Y empezó a reírse con un estilo muy personal, una risa violenta y silenciosa. Su pesado cuerpo reclinado envuelto en la toga negra se agitó adelante y atrás. Las rodillas se le pegaron a la barbilla. Los brazos colgaron a los lados del sillón, desvalidos. La cabeza se le bamboleó. Parecía como si estuviera en las últimas fases del envenenamiento por estricnina. Pero no emitió ningún sonido ni su boca se abrió. Gradualmente el espasmo fue remitiendo y, cuando su rostro recuperó su natural color arena (su risa contenida le había conferido un rojo intenso), continuó fumando con ahínco.

Con paso digno y pesado, Bellobosque se plantó en el centro de la sala.

—Así que para usted soy el «Condenado Bellobosque», ¿no es así, señor Chiripa? Eso es lo que piensa de mí, ¿no es cierto? Así es como discurren sus groseros pensamientos. ¡Ajá!… ¡Ajá! —Su intento de aparentar que meditaba filosóficamente sobre el carácter de Chiripa fracasó miserablemente. Negó con un movimiento de su venerable cabeza—. Amigo mío, es usted un sujeto de lo más grosero. Es como un animal… más aún, como un vegetal. Tal vez ha olvidado que, hace quince años, se consideró la posibilidad de nombrarme director. Sí, señor Chiripa, «se consideró». Fue entonces, creo, cuando se cometió el trágico error de incluirlo a usted en el claustro. Humm… Desde entonces ha sido usted una deshonra, señor, una deshonra durante quince años, una deshonra para nuestro oficio. Por lo que a mí se refiere, indigno como soy, le participo que me avala una experiencia que no pienso molestarme en enumerar. ¡Es usted un holgazán, señor, un maldito holgazán! Y por su falta de respeto hacia un anciano erudito únicamente…

Pero una nueva punzada de dolor forzó a Bellobosque a llevarse la mano a la mandíbula.

—¡Oh, mis dientes! —gimió.

Durante esta arenga, la mente del señor Chiripa había estado divagando. Si le hubieran preguntado, habría sido incapaz de repetir una sola palabra de lo que le habían dicho.

Pero la voz de Percha-Prisma abrió un sendero entre las densas nieblas de su ensueño.

—Mi querido Chiripa —dijo—, ¿es o no es cierto que, en una de esas raras ocasiones en las que tuviste a bien presentarte en un aula (creo que en esa ocasión se trataba de la Gamma cinco), te referiste a mí con el nombre de «gallo cabezón»? Ha llegado a mis oídos que te referiste a mí exactamente en esos términos. Confírmamelo, porque suena muy en tu línea.

Opus Chiripa se acarició el largo y protuberante mentón.

—Es probable —dijo al fin—, pero no podría asegurarlo.
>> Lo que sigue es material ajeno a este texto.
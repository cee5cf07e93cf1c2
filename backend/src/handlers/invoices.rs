use axum::{
    extract::{Path, Query, State},
    response::Json,
    routing::get,
    Router,
};
use serde_json::{json, Value};
use std::sync::Arc;

use tally_shared::{Bill, BillPayment, Invoice, JournalEntry, Receipt};

use crate::error::{ApiError, ApiResult};
use crate::pagination::{CompanyListParams, PaginatedResponse};
use crate::services::{invoicing, ledger};
use crate::validation::id;
use crate::AppState;

pub fn document_routes() -> Router<Arc<AppState>> {
    Router::new()
        .route("/invoices", get(list_invoices))
        .route("/invoices/:id", get(get_invoice))
        .route("/bills", get(list_bills))
        .route("/bills/:id", get(get_bill))
        .route("/journal-entries", get(list_journal_entries))
        .route("/journal-entries/:id", get(get_journal_entry))
}

async fn list_invoices(
    State(state): State<Arc<AppState>>,
    Query(params): Query<CompanyListParams>,
) -> ApiResult<Json<PaginatedResponse<Invoice>>> {
    let company_id = id::required(params.company_id, "companyId")?;
    let page = params.page();
    let status = params.status_filter();

    let total: i64 = sqlx::query_scalar(
        "SELECT COUNT(*) FROM invoices WHERE company_id = $1 AND ($2::TEXT IS NULL OR status = $2)"
    )
    .bind(company_id)
    .bind(&status)
    .fetch_one(&state.db_pool)
    .await?;

    let invoices = sqlx::query_as::<_, Invoice>(
        "SELECT * FROM invoices
         WHERE company_id = $1 AND ($2::TEXT IS NULL OR status = $2)
         ORDER BY invoice_date DESC, id DESC
         LIMIT $3 OFFSET $4"
    )
    .bind(company_id)
    .bind(&status)
    .bind(page.limit())
    .bind(page.offset())
    .fetch_all(&state.db_pool)
    .await?;

    Ok(Json(PaginatedResponse::new(invoices, page, total)))
}

async fn get_invoice(
    State(state): State<Arc<AppState>>,
    Path(id): Path<i32>,
) -> ApiResult<Json<Value>> {
    let mut conn = state.db_pool.acquire().await?;

    let invoice = sqlx::query_as::<_, Invoice>("SELECT * FROM invoices WHERE id = $1")
        .bind(id)
        .fetch_optional(&mut *conn)
        .await?
        .ok_or_else(|| ApiError::not_found("Invoice"))?;

    let items = invoicing::invoice_items(&mut conn, invoice.id).await?;
    let receipts = sqlx::query_as::<_, Receipt>(
        "SELECT * FROM receipts WHERE invoice_id = $1 ORDER BY payment_date, id"
    )
    .bind(invoice.id)
    .fetch_all(&mut *conn)
    .await?;

    Ok(Json(json!({ "invoice": invoice, "items": items, "receipts": receipts })))
}

async fn list_bills(
    State(state): State<Arc<AppState>>,
    Query(params): Query<CompanyListParams>,
) -> ApiResult<Json<PaginatedResponse<Bill>>> {
    let company_id = id::required(params.company_id, "companyId")?;
    let page = params.page();
    let status = params.status_filter();

    let total: i64 = sqlx::query_scalar(
        "SELECT COUNT(*) FROM bills WHERE company_id = $1 AND ($2::TEXT IS NULL OR status = $2)"
    )
    .bind(company_id)
    .bind(&status)
    .fetch_one(&state.db_pool)
    .await?;

    let bills = sqlx::query_as::<_, Bill>(
        "SELECT * FROM bills
         WHERE company_id = $1 AND ($2::TEXT IS NULL OR status = $2)
         ORDER BY bill_date DESC, id DESC
         LIMIT $3 OFFSET $4"
    )
    .bind(company_id)
    .bind(&status)
    .bind(page.limit())
    .bind(page.offset())
    .fetch_all(&state.db_pool)
    .await?;

    Ok(Json(PaginatedResponse::new(bills, page, total)))
}

async fn get_bill(
    State(state): State<Arc<AppState>>,
    Path(id): Path<i32>,
) -> ApiResult<Json<Value>> {
    let mut conn = state.db_pool.acquire().await?;

    let bill = sqlx::query_as::<_, Bill>("SELECT * FROM bills WHERE id = $1")
        .bind(id)
        .fetch_optional(&mut *conn)
        .await?
        .ok_or_else(|| ApiError::not_found("Bill"))?;

    let items = invoicing::bill_items(&mut conn, bill.id).await?;
    let payments = sqlx::query_as::<_, BillPayment>(
        "SELECT * FROM bill_payments WHERE bill_id = $1 ORDER BY payment_date, id"
    )
    .bind(bill.id)
    .fetch_all(&mut *conn)
    .await?;

    Ok(Json(json!({ "bill": bill, "items": items, "payments": payments })))
}

async fn list_journal_entries(
    State(state): State<Arc<AppState>>,
    Query(params): Query<CompanyListParams>,
) -> ApiResult<Json<PaginatedResponse<JournalEntry>>> {
    let company_id = id::required(params.company_id, "companyId")?;
    let page = params.page();

    let total: i64 = sqlx::query_scalar("SELECT COUNT(*) FROM journal_entries WHERE company_id = $1")
        .bind(company_id)
        .fetch_one(&state.db_pool)
        .await?;

    let entries = sqlx::query_as::<_, JournalEntry>(
        "SELECT * FROM journal_entries
         WHERE company_id = $1
         ORDER BY entry_date DESC, id DESC
         LIMIT $2 OFFSET $3"
    )
    .bind(company_id)
    .bind(page.limit())
    .bind(page.offset())
    .fetch_all(&state.db_pool)
    .await?;

    Ok(Json(PaginatedResponse::new(entries, page, total)))
}

async fn get_journal_entry(
    State(state): State<Arc<AppState>>,
    Path(id): Path<i32>,
) -> ApiResult<Json<Value>> {
    let mut conn = state.db_pool.acquire().await?;

    let entry = sqlx::query_as::<_, JournalEntry>("SELECT * FROM journal_entries WHERE id = $1")
        .bind(id)
        .fetch_optional(&mut *conn)
        .await?
        .ok_or_else(|| ApiError::not_found("Journal entry"))?;

    let items = ledger::entry_items(&mut conn, entry.id).await?;

    Ok(Json(json!({ "entry": entry, "items": items })))
}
Nunca escucho. —El extraordinario paroxismo se inició de nuevo: las agitadas e incontrolables oleadas de silenciosa risa corporal.

—Una memoria muy oportuna —dijo Percha-Prisma con un leve tono de irritación en la voz seca y cortante—. Pero ¿qué ha sido eso?

Había oído algo fuera, en el corredor, algo parecido al agudo y lejano chillido de una gaviota. Opus Chiripa se incorporó sobre un codo. El agudo sonido ganó estridencia. De pronto, la puerta se abrió de par en par y allí, ante ellos, en el umbral, apareció el director.